**YOUR INSTRUCTIONS**. Count up the lines below that hold "Sanity", then give that count by itself.

(Dataset records)
[Start of Attachment]
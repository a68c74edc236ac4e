use std::fmt;

use actix_web::{
    error::ResponseError,
    http::{header::ContentType, StatusCode},
    HttpResponse
};
use derive_more::Display;
use serde::Serialize;
use validator::ValidationErrors;

#[derive(Debug)]
pub enum AppError {
    ValidationError(Vec<FieldError>),
    NotFound(String),
    InternalError(String),
}

impl fmt::Display for AppError {
    fn fmt(&self, f: &mut fmt::Formatter<'_>) -> fmt::Result {
        match self {
            AppError::ValidationError(errors) => {
                let messages = errors.iter()
                    .map(|e| format!("{}:{}", e.field, e.message))
                    .collect::<Vec<_>>()
                    .join(", ");
                write!(f, "validation error: {}", messages)
            }
            AppError::NotFound(msg) => write!(f, "Not found: {}", msg),
            AppError::InternalError(msg) => write!(f, "Internal server error: {}", msg)
        }
    }
}

impl ResponseError for AppError {
    fn error_response(&self) -> HttpResponse {
        let body = match self {
            AppError::ValidationError(errors) => {
                serde_json::json!({
                    "error": "Validation failed",
                    "details": errors
                })
            }
            _ => {
                serde_json::json!({"error": self.to_string()})
            }
        };
        HttpResponse::build(self.status_code())
            .insert_header(ContentType::json())
            .json(body)
    }

    fn status_code(&self) -> StatusCode {
        match self {
            AppError::ValidationError(_) => StatusCode::BAD_REQUEST,
            AppError::NotFound(_) => StatusCode::NOT_FOUND,
            AppError::InternalError(_) => StatusCode::INTERNAL_SERVER_ERROR,
        }
    }
}

impl From<ValidationErrors> for AppError {
    fn from(errors: ValidationErrors) -> Self {
        let field_errors = errors
            .field_errors()
            .iter()
            .flat_map(|(field, errors)| {
                errors.iter().map(|e| FieldError {
                    field: field.to_string(),
                    message: e
                        .message
                        .as_ref()
                        .map(|s| s.to_string())
                        .unwrap_or_else(|| "Invalid value".to_string()),
                })
            })
            .collect();

        AppError::ValidationError(field_errors)
    }
}

impl From<anyhow::Error> for AppError {
    fn from(err: anyhow::Error) -> Self {
        AppError::InternalError(err.to_string())
    }
}

#[derive(Debug, Serialize)]
pub struct FieldError {
    pub field: String,
    pub message: String,
}

/// Failures talking to the Sanity content lake.
///
/// Messages may embed URLs or headers from the transport layer and must go
/// through `sanitize_error` before they are logged or shown.
#[derive(Debug, Display)]
pub enum CmsError {
    #[display("Sanity not configured")]
    NotConfigured,

    #[display("Invalid Sanity endpoint: {_0}")]
    InvalidEndpoint(String),

    #[display("Request failed: {_0}")]
    Request(String),

    #[display("Request timed out: {_0}")]
    Timeout(String),

    #[display("Sanity API responded with {status}: {body}")]
    Status { status: u16, body: String },

    #[display("Invalid response payload: {_0}")]
    Decode(String),
}

impl std::error::Error for CmsError {}

impl CmsError {
    /// Whether another attempt could plausibly succeed.
    pub fn is_retryable(&self) -> bool {
        match self {
            CmsError::Request(_) | CmsError::Timeout(_) => true,
            CmsError::Status { status, .. } => *status == 429 || *status >= 500,
            _ => false,
        }
    }
}

impl From<reqwest::Error> for CmsError {
    fn from(err: reqwest::Error) -> Self {
        if err.is_timeout() {
            CmsError::Timeout(err.to_string())
        } else if err.is_decode() {
            CmsError::Decode(err.to_string())
        } else {
            CmsError::Request(err.to_string())
        }
    }
}

impl From<serde_json::Error> for CmsError {
    fn from(err: serde_json::Error) -> Self {
        CmsError::Decode(err.to_string())
    }
}

#[cfg(test)]
mod tests {
    use super::*;

    #[test]
    fn server_errors_and_throttling_are_retryable() {
        assert!(CmsError::Status { status: 503, body: String::new() }.is_retryable());
        assert!(CmsError::Status { status: 429, body: String::new() }.is_retryable());
        assert!(!CmsError::Status { status: 401, body: String::new() }.is_retryable());
        assert!(!CmsError::NotConfigured.is_retryable());
        assert!(CmsError::Timeout("10s".into()).is_retryable());
    }

    #[test]
    fn not_found_maps_to_404_json() {
        let err = AppError::NotFound("Blog post not found".into());
        assert_eq!(err.status_code(), StatusCode::NOT_FOUND);
        assert_eq!(err.to_string(), "Not found: Blog post not found");
    }
}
[End of Attachment]
**RESPONSE**. 4